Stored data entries
· · · ·
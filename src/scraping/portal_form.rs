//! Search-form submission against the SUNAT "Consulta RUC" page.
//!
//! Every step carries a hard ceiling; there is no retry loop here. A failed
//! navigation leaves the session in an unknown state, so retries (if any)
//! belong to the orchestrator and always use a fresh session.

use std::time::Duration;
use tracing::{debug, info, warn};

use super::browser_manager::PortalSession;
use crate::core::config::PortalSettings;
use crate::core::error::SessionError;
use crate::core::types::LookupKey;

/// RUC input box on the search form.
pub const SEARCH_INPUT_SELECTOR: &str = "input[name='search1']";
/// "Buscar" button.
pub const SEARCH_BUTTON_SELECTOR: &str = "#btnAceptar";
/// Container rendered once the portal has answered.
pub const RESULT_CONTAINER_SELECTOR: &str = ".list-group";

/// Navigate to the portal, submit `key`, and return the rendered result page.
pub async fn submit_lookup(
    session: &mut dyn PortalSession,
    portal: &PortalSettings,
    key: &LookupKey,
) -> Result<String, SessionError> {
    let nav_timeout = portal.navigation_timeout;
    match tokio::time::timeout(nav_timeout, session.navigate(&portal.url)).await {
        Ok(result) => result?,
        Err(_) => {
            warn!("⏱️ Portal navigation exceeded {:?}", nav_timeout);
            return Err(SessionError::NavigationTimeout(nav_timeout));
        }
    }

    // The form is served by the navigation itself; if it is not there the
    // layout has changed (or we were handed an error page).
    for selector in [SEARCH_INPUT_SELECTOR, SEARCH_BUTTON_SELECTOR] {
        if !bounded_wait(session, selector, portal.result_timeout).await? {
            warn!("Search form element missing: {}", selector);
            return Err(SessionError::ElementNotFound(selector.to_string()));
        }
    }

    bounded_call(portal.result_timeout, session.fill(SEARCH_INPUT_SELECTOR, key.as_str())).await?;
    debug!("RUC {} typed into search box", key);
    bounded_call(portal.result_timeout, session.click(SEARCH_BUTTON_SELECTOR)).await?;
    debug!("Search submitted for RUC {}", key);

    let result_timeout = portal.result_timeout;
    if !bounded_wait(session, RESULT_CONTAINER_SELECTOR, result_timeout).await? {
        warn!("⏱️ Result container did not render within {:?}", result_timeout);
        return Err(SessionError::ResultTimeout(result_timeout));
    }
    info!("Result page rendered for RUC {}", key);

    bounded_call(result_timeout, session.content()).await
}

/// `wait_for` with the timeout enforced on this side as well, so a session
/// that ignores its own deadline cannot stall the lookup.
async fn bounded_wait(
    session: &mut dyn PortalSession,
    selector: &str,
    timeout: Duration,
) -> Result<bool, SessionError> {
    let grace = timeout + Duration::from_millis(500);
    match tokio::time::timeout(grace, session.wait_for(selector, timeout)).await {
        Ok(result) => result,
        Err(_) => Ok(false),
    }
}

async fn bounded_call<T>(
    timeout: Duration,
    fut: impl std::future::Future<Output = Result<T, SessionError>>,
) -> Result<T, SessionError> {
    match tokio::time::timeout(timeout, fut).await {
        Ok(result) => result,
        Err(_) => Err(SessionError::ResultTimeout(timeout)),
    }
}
· · · ·
**Requirement:**
Please go through the data above and copy each line containing the word "rendered".

**Result of the task:**
/// Container rendered once the portal has answered.
/// Navigate to the portal, submit `key`, and return the rendered result page.
    info!("Result page rendered for RUC {}", key);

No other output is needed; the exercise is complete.